Suppose \((x_{i},y_{i})\) is a given (input, class) and \(\bar{x}\) is a given input and predicted label \(\bar{y}\) calculated as:

\[\bar{y} = \sum_{i=1}^k a(\bar{x},x_i) y_{i}\]

A small support set contains of \(k\) label example with input \(x\) and lable \(y\), \(S= {(x_{i},y_{i})}_{i=1}^k\), given a new example \(\bar{x}\), we want to know the probability that it is an example of a given class \(P(\bar{y}\mid\bar{x},S)\) where \(P\) is parametrized by a neural network. Therefore \(S\) maps to a classifier \(c_{s}(\bar{x})\). Simply, suppose a task \(T\) has a distribution over lable sets \(L\).

First a set \(L\) from task \(T\) is sampled, Then from these sample labels, the support set \(S\) and a batch \(B\) are sampled. The Maching network has to minimize the prediction of lables in batch \(B\) conditioned on support set \((S)\).

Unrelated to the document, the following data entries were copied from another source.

// Copyright (c) 2025 Geoffrey Huntley <ghuntley@ghuntley.com>. All rights reserved.
// SPDX-License-Identifier: Proprietary

//! Parse limit sources: defaults, TOML file, environment variables and CLI flags.

use std::path::PathBuf;

use loom_scim_filter::{ParseLimits, ParseLimitsLayer};
use serde::Deserialize;
use tracing::{debug, trace};

use crate::error::ConfigError;

/// Config file looked up in the working directory when `--config` is not given.
pub const DEFAULT_CONFIG_FILE: &str = "scim-filter.toml";

/// Source precedence levels (higher = overrides lower).
#[derive(Debug, Clone, Copy, PartialEq, Eq, PartialOrd, Ord)]
pub enum Precedence {
	Defaults = 10,
	ConfigFile = 20,
	Environment = 50,
	Cli = 60,
}

/// Trait for configuration sources.
pub trait ConfigSource: Send + Sync {
	fn name(&self) -> &'static str;
	fn precedence(&self) -> Precedence;
	fn load(&self) -> Result<ParseLimitsLayer, ConfigError>;
}

/// On-disk layout of the config file.
#[derive(Debug, Clone, Default, Deserialize)]
pub struct FileConfig {
	#[serde(default)]
	pub limits: Option<ParseLimitsLayer>,
}

/// Built-in defaults source.
pub struct DefaultsSource;

impl ConfigSource for DefaultsSource {
	fn name(&self) -> &'static str {
		"defaults"
	}

	fn precedence(&self) -> Precedence {
		Precedence::Defaults
	}

	fn load(&self) -> Result<ParseLimitsLayer, ConfigError> {
		debug!("loading defaults");
		// Empty layer; defaults are applied during finalization
		Ok(ParseLimitsLayer::default())
	}
}

/// TOML file configuration source.
pub struct TomlSource {
	path: PathBuf,
	required: bool,
}

impl TomlSource {
	/// A file that is skipped when it does not exist.
	pub fn new(path: impl Into<PathBuf>) -> Self {
		Self {
			path: path.into(),
			required: false,
		}
	}

	/// A file the user asked for by name; its absence is an error.
	pub fn required(path: impl Into<PathBuf>) -> Self {
		Self {
			path: path.into(),
			required: true,
		}
	}

	pub fn working_dir() -> Self {
		Self::new(DEFAULT_CONFIG_FILE)
	}
}

impl ConfigSource for TomlSource {
	fn name(&self) -> &'static str {
		"toml-config"
	}

	fn precedence(&self) -> Precedence {
		Precedence::ConfigFile
	}

	fn load(&self) -> Result<ParseLimitsLayer, ConfigError> {
		if !self.path.exists() {
			if self.required {
				return Err(ConfigError::FileNotFound {
					path: self.path.clone(),
				});
			}
			debug!(path = %self.path.display(), "config file not found, skipping");
			return Ok(ParseLimitsLayer::default());
		}

		debug!(path = %self.path.display(), "loading config file");
		let content = std::fs::read_to_string(&self.path).map_err(|e| ConfigError::FileRead {
			path: self.path.clone(),
			source: e,
		})?;

		let file: FileConfig = toml::from_str(&content).map_err(|e| ConfigError::TomlParse {
			path: self.path.clone(),
			source: e,
		})?;

		trace!("parsed limits layer from TOML");
		Ok(file.limits.unwrap_or_default())
	}
}

/// Environment variable source.
///
/// Convention: LOOM_SCIM_FILTER_<FIELD>
pub struct EnvSource;

impl ConfigSource for EnvSource {
	fn name(&self) -> &'static str {
		"environment"
	}

	fn precedence(&self) -> Precedence {
		Precedence::Environment
	}

	fn load(&self) -> Result<ParseLimitsLayer, ConfigError> {
		debug!("loading environment variables");
		Ok(ParseLimitsLayer {
			max_input_length: env_usize("LOOM_SCIM_FILTER_MAX_INPUT_LENGTH")?,
			max_depth: env_usize("LOOM_SCIM_FILTER_MAX_DEPTH")?,
			max_height: env_usize("LOOM_SCIM_FILTER_MAX_HEIGHT")?,
		})
	}
}

/// CLI argument overrides.
#[derive(Debug, Clone, Default)]
pub struct CliOverrides {
	pub max_input_length: Option<usize>,
	pub max_depth: Option<usize>,
	pub max_height: Option<usize>,
}

/// CLI flag source.
pub struct CliSource {
	overrides: CliOverrides,
}

impl CliSource {
	pub fn new(overrides: CliOverrides) -> Self {
		Self { overrides }
	}
}

impl ConfigSource for CliSource {
	fn name(&self) -> &'static str {
		"cli"
	}

	fn precedence(&self) -> Precedence {
		Precedence::Cli
	}

	fn load(&self) -> Result<ParseLimitsLayer, ConfigError> {
		debug!("loading CLI overrides");
		Ok(ParseLimitsLayer {
			max_input_length: self.overrides.max_input_length,
			max_depth: self.overrides.max_depth,
			max_height: self.overrides.max_height,
		})
	}
}

/// The standard source set: defaults, config file, environment, CLI flags.
pub fn default_sources(
	config_path: Option<PathBuf>,
	overrides: CliOverrides,
) -> Vec<Box<dyn ConfigSource>> {
	let file = match config_path {
		Some(path) => TomlSource::required(path),
		None => TomlSource::working_dir(),
	};
	vec![
		Box::new(DefaultsSource),
		Box::new(file),
		Box::new(EnvSource),
		Box::new(CliSource::new(overrides)),
	]
}

/// Merge sources lowest precedence first, finalize and validate.
pub fn load_limits(mut sources: Vec<Box<dyn ConfigSource>>) -> Result<ParseLimits, ConfigError> {
	sources.sort_by_key(|s| s.precedence());

	let mut merged = ParseLimitsLayer::default();
	for source in &sources {
		let layer = source.load()?;
		debug!(source = source.name(), precedence = ?source.precedence(), "merging limits layer");
		merged.merge(layer);
	}

	let limits = merged.finalize();
	validate(&limits)?;

	debug!(
		max_input_length = limits.max_input_length,
		max_depth = limits.max_depth,
		max_height = limits.max_height,
		"parse limits resolved"
	);
	Ok(limits)
}

fn validate(limits: &ParseLimits) -> Result<(), ConfigError> {
	if limits.max_input_length == 0 {
		return Err(ConfigError::invalid_value(
			"max_input_length",
			"must be greater than zero",
		));
	}
	if limits.max_depth == 0 {
		return Err(ConfigError::invalid_value(
			"max_depth",
			"must be greater than zero",
		));
	}
	if limits.max_height == 0 {
		return Err(ConfigError::invalid_value(
			"max_height",
			"must be greater than zero",
		));
	}
	Ok(())
}

fn env_var(name: &str) -> Option<String> {
	std::env::var(name).ok().filter(|s| !s.is_empty())
}

fn env_usize(name: &str) -> Result<Option<usize>, ConfigError> {
	env_var(name).map(|v| parse_usize(name, &v)).transpose()
}

fn parse_usize(name: &str, value: &str) -> Result<usize, ConfigError> {
	value
		.trim()
		.parse()
		.map_err(|_| ConfigError::invalid_value(name, format!("invalid usize value '{value}'")))
}

#[cfg(test)]
mod tests {
	use super::*;
	use std::io::Write;

	struct FixedSource(Precedence, ParseLimitsLayer);

	impl ConfigSource for FixedSource {
		fn name(&self) -> &'static str {
			"fixed"
		}

		fn precedence(&self) -> Precedence {
			self.0
		}

		fn load(&self) -> Result<ParseLimitsLayer, ConfigError> {
			Ok(self.1.clone())
		}
	}

	fn write_config(content: &str) -> tempfile::NamedTempFile {
		let mut file = tempfile::NamedTempFile::new().unwrap();
		file.write_all(content.as_bytes()).unwrap();
		file
	}

	#[test]
	fn test_precedence_ordering() {
		assert!(Precedence::Cli > Precedence::Environment);
		assert!(Precedence::Environment > Precedence::ConfigFile);
		assert!(Precedence::ConfigFile > Precedence::Defaults);
	}

	#[test]
	fn test_defaults_source_returns_empty_layer() {
		let layer = DefaultsSource.load().unwrap();
		assert_eq!(layer, ParseLimitsLayer::default());
	}

	#[test]
	fn test_toml_source_missing_file_returns_empty() {
		let source = TomlSource::new("/nonexistent/scim-filter.toml");
		assert_eq!(source.load().unwrap(), ParseLimitsLayer::default());
	}

	#[test]
	fn test_required_toml_source_missing_file_errors() {
		let source = TomlSource::required("/nonexistent/scim-filter.toml");
		assert!(matches!(
			source.load(),
			Err(ConfigError::FileNotFound { .. })
		));
	}

	#[test]
	fn test_toml_source_reads_limits_table() {
		let file =
			write_config("[limits]\nmax_input_length = 256\nmax_depth = 5\nmax_height = 40\n");
		let layer = TomlSource::new(file.path()).load().unwrap();
		assert_eq!(layer.max_input_length, Some(256));
		assert_eq!(layer.max_depth, Some(5));
		assert_eq!(layer.max_height, Some(40));
	}

	#[test]
	fn test_toml_source_without_limits_table() {
		let file = write_config("# nothing here\n");
		let layer = TomlSource::new(file.path()).load().unwrap();
		assert_eq!(layer, ParseLimitsLayer::default());
	}

	#[test]
	fn test_toml_source_invalid_toml() {
		let file = write_config("[limits\nmax_depth = ");
		assert!(matches!(
			TomlSource::new(file.path()).load(),
			Err(ConfigError::TomlParse { .. })
		));
	}

	#[test]
	fn test_toml_source_wrong_type() {
		let file = write_config("[limits]\nmax_depth = \"deep\"\n");
		assert!(matches!(
			TomlSource::new(file.path()).load(),
			Err(ConfigError::TomlParse { .. })
		));
	}

	#[test]
	fn test_cli_source_passes_overrides() {
		let layer = CliSource::new(CliOverrides {
			max_input_length: None,
			max_depth: Some(3),
			max_height: Some(30),
		})
		.load()
		.unwrap();
		assert_eq!(layer.max_input_length, None);
		assert_eq!(layer.max_depth, Some(3));
		assert_eq!(layer.max_height, Some(30));
	}

	#[test]
	fn test_load_limits_higher_precedence_wins() {
		let sources: Vec<Box<dyn ConfigSource>> = vec![
			Box::new(FixedSource(
				Precedence::Cli,
				ParseLimitsLayer {
					max_depth: Some(2),
					..Default::default()
				},
			)),
			Box::new(FixedSource(
				Precedence::ConfigFile,
				ParseLimitsLayer {
					max_input_length: Some(100),
					max_depth: Some(10),
					max_height: Some(20),
				},
			)),
			Box::new(DefaultsSource),
		];
		let limits = load_limits(sources).unwrap();
		assert_eq!(limits.max_input_length, 100);
		assert_eq!(limits.max_depth, 2);
		assert_eq!(limits.max_height, 20);
	}

	#[test]
	fn test_load_limits_defaults() {
		let limits = load_limits(vec![Box::new(DefaultsSource)]).unwrap();
		assert_eq!(limits, ParseLimits::default());
	}

	#[test]
	fn test_load_limits_rejects_zero() {
		let zero_depth = ParseLimitsLayer {
			max_depth: Some(0),
			..Default::default()
		};
		let zero_height = ParseLimitsLayer {
			max_height: Some(0),
			..Default::default()
		};
		for (layer, expected) in [(zero_depth, "max_depth"), (zero_height, "max_height")] {
			let sources: Vec<Box<dyn ConfigSource>> =
				vec![Box::new(FixedSource(Precedence::Cli, layer))];
			match load_limits(sources) {
				Err(ConfigError::InvalidValue { key, .. }) => assert_eq!(key, expected),
				other => panic!("unexpected result {other:?}"),
			}
		}
	}

	#[test]
	fn test_parse_usize() {
		assert_eq!(parse_usize("KEY", "42").unwrap(), 42);
		assert_eq!(parse_usize("KEY", " 7 ").unwrap(), 7);
		assert!(matches!(
			parse_usize("KEY", "-1"),
			Err(ConfigError::InvalidValue { .. })
		));
	}
}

For a similarity metric, two embeding functions \(f\) and \(g\) need to take similarity on feature space X. function \(g\) has embeded \(x_{i}\) independently from other elements but \(S\) could be able to effect how be embeded \(\bar{x}\) through function \(f\). Then an attention kernel calculate cosin distance on these functions (similar to nearest neighbor).

The embeding of \(x_{i}\) is a neural network (VGG) follow by a Bi-LSTM. The function f is a neural network (VGG) and then the embeding function g applied to each element \(x_{i}\) to process the kernel for each set of S. Note that \(\bar{y}\) is a linear combination of the lables in support set.